Este último elemento, lo llevó a tener una seria disputa con el poder legislativo, a tal grado que, el 9 de febrero de 2020, agentes de la Policía Nacional Civil y de las Fuerzas Armadas de El Salvador (FAES), irrumpieron en el recinto legislativo para presionar a sus integrantes a aprobar un préstamo millonario para la tercera fase del Plan Control Territorial.
Las declaraciones del Ministro de Defensa en las que refiere que la lealtad de las FAES, está con el pueblo salvadoreño y que por ello respaldan y apoyan las decisiones del presidente, son sólo la fachada de un régimen que se legitima a través de una figura y no de procesos democráticos consolidados y transparentes. Y en el que, la institución armada, ha sido una aliada fundamental para el poder ejecutivo para mantener el status quo.
Estas acciones, no deberían parecer extrañas en un país que, después de los Acuerdos de Paz que pusieron fin al conflicto armado interno (1981-1992), no logró consolidar la desmilitarización de sus funciones de seguridad y no logró profesionalizar, como refiere Huntington, al aparato militar para que este estuviera subordinado al poder civil y limitado en sus funciones dentro del Estado.
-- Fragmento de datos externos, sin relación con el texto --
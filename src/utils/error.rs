//! Error handling for xmldoc-tables
//!
//! Table generation itself never fails; malformed documentation degrades to
//! empty cells or skipped rows. Errors only arise when a caller asks for a
//! clean parse or when sources and tables are read from or written to disk.

use std::path::PathBuf;

use thiserror::Error;

use super::diagnostics::Diagnostic;

/// Library error type
#[derive(Debug, Error)]
pub enum XmlDocError {
    /// Parse error - the source is not valid C#
    #[error("{}", parse_message(.message, .line, .column))]
    Parse {
        message: String,
        line: Option<usize>,
        column: Option<usize>,
    },
    /// IO error on a source or output file
    #[error("IO error on {}: {source}", .path.display())]
    Io {
        path: PathBuf,
        #[source]
        source: std::io::Error,
    },
}

fn parse_message(message: &str, line: &Option<usize>, column: &Option<usize>) -> String {
    match (line, column) {
        (Some(l), Some(c)) => format!("Parse error at line {}, column {}: {}", l, c, message),
        (Some(l), None) => format!("Parse error at line {}: {}", l, message),
        _ => format!("Parse error: {}", message),
    }
}

/// Result type for xmldoc-tables operations
pub type Result<T> = std::result::Result<T, XmlDocError>;

impl XmlDocError {
    pub fn io(path: impl Into<PathBuf>, source: std::io::Error) -> Self {
        XmlDocError::Io {
            path: path.into(),
            source,
        }
    }
}

impl From<&Diagnostic> for XmlDocError {
    fn from(diag: &Diagnostic) -> Self {
        XmlDocError::Parse {
            message: diag.message.clone(),
            line: diag.line,
            column: diag.column,
        }
    }
}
La élite militar, ha sido y parece seguir siendo, no sólo un instrumento básico para el poder ejecutivo con la finalidad de conservar su poder y, además, con la finalidad de implementar medidas de mano dura que son populares entre la población, pero que son poco o nada efectivas para reducir y prevenir la violencia y que permiten que unos cuantos, sigan manteniendo sus privilegios respecto de la población en general.
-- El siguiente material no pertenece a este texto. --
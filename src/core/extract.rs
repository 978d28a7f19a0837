//! Field text extraction from documentation comments

use lazy_static::lazy_static;
use regex::Regex;

use crate::core::options::FieldMatch;
use crate::data::entities::resolve_entity;
use crate::syntax::DocComment;

lazy_static! {
    /// Anything delimited by angle brackets
    static ref MARKUP: Regex = Regex::new(r"<[^>]*>").unwrap();
    /// Comment markers left at the start of a line
    static ref LINE_MARKER: Regex = Regex::new(r"(?m)^([ \t]*)///").unwrap();
    static ref ENTITY: Regex = Regex::new(r"&(#[xX]?[0-9a-fA-F]+|[A-Za-z]+);").unwrap();
}

/// Plain text of every element of `doc` whose tag name matches `field`.
///
/// Contents are concatenated in document order, markup tags are stripped,
/// leftover `///` markers are removed and the result is trimmed. Returns an
/// empty string when no element matches.
///
/// ```rust
/// use xmldoc_tables::core::{extract, FieldMatch};
/// use xmldoc_tables::syntax::{parse, ast::AstNode, DocComment};
///
/// let tree = parse("/// <summary>Does <c>X</c>.</summary>\nclass Foo {}").syntax();
/// let doc = tree.descendants().find_map(DocComment::cast).unwrap();
/// assert_eq!(extract(&doc, "summary", FieldMatch::Exact), "Does X.");
/// assert_eq!(extract(&doc, "returns", FieldMatch::Exact), "");
/// ```
pub fn extract(doc: &DocComment, field: &str, mode: FieldMatch) -> String {
    let content: String = doc
        .elements()
        .filter(|element| mode.matches(&element.name(), field))
        .map(|element| element.content())
        .collect();

    let stripped = MARKUP.replace_all(&content, "");
    let unmarked = LINE_MARKER.replace_all(&stripped, "$1");
    unmarked.trim().to_string()
}

/// Replace XML character entities with the characters they stand for.
/// Unknown entities are left as written.
pub fn decode_entities(text: &str) -> String {
    if !text.contains('&') {
        return text.to_string();
    }
    ENTITY
        .replace_all(text, |caps: &regex::Captures| match resolve_entity(&caps[1]) {
            Some(c) => c.to_string(),
            None => caps[0].to_string(),
        })
        .into_owned()
}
Las imágenes de lo que ocurrió el 9 de febrero, son un reflejo de que las medidas militarizadas para atender problemas del Estado, como la seguridad, son una puerta grande para que los militares asuman poder político e intervengan en asuntos que van más allá de los asuntos de defensa, es decir, para el militarismo.
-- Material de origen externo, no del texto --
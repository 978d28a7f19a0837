//! # xmldoc-tables
//!
//! Generates LaTeX reference tables from the XML documentation comments of
//! C# source files.
//!
//! ## Features
//!
//! - **Lossless parsing**: error-tolerant `rowan` syntax tree of the
//!   declaration skeleton, so broken files still produce tables
//! - **Ownership resolution**: each `///` or `/** */` block is attached to
//!   the class, struct, field, property, method or constructor it documents
//! - **LaTeX-safe cells**: special characters, dash runs, angle brackets and
//!   camelCase hyphenation points are escaped for narrow table columns
//! - **Row blobs or full tables**: raw `\\`-terminated rows for `\input`, or
//!   complete `tabular`/`longtable` environments via [`render`]
//!
//! ## Usage
//!
//! ```rust
//! use xmldoc_tables::generate_tables;
//!
//! let tables = generate_tables(r#"
//!     /// <summary>A counter.</summary>
//!     public class Counter
//!     {
//!         /// <summary>Current value.</summary>
//!         public int Value { get; private set; }
//!     }
//! "#);
//!
//! assert_eq!(tables.class_table(), "Counter & A counter. \\\\\n");
//! let counter = tables.member("Counter").unwrap();
//! assert_eq!(
//!     counter.properties_table(),
//!     "Value & public & int & \\{ get; private set; \\} & Current value. \\\\\n"
//! );
//! ```
//!
//! ## Options
//!
//! ```rust
//! use xmldoc_tables::{generate_tables_with_options, OwnerKeyStyle, TableOptions};
//!
//! let options = TableOptions::new()
//!     .with_summary_field("remarks")
//!     .with_owner_keys(OwnerKeyStyle::Qualified);
//! let tables = generate_tables_with_options(
//!     "class Outer { class Inner { /// <remarks>r</remarks>\n int x; } }",
//!     &options,
//! );
//! assert!(tables.member("Outer.Inner").is_some());
//! ```

/// Documentation table pipeline
pub mod core;

/// Static keyword and escape tables
pub mod data;

/// Complete LaTeX table environments
pub mod render;

/// C# declaration syntax tree
pub mod syntax;

/// Diagnostics and error types
pub mod utils;

pub use core::{
    decode_entities, escape, extract, group_key, resolve, walk, walk_with_options, ClassMembers,
    DocHandler, DocTables, FieldMatch, MemberTables, OwnerKeyStyle, TableAssembler, TableOptions,
    WalkOptions, DEFAULT_ACCESSORS, OWNER_NOT_FOUND,
};
pub use render::{render_document, RenderOptions, Section};
pub use syntax::{parse, DeclKind, Declaration, Parse};
pub use utils::diagnostics::{format_diagnostics, Diagnostic, DiagnosticLevel, Diagnostics};
pub use utils::error::{Result, XmlDocError};

/// Generate tables for one source file with default options
pub fn generate_tables(source: &str) -> DocTables {
    generate_tables_with_options(source, &TableOptions::default())
}

/// Generate tables for one source file
pub fn generate_tables_with_options(source: &str, options: &TableOptions) -> DocTables {
    let mut assembler = TableAssembler::new(options.clone());
    assembler.add_source(source);
    assembler.finish()
}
El Salvador es una muestra más de que el militarismo en América Latina está de vuelta y con más fuerza, renovado y adaptado a la coyuntura regional y justificado por millones de personas que ven, en las instituciones armadas, la única solución a sus problemas cotidianos.
En el pasado, historias como esta nos han demostrado que el militarismo solo conlleva violaciones graves a derechos humanos como torturas, desapariciones forzadas y limitaciones en la libertad de las personas. El falso dilema entre la libertad y la seguridad, sigue presente y condicionando todos los esfuerzos por contar con seguridad ciudadana, democracia y vivir en una región en la que se protejan y respeten los derechos de todas las personas.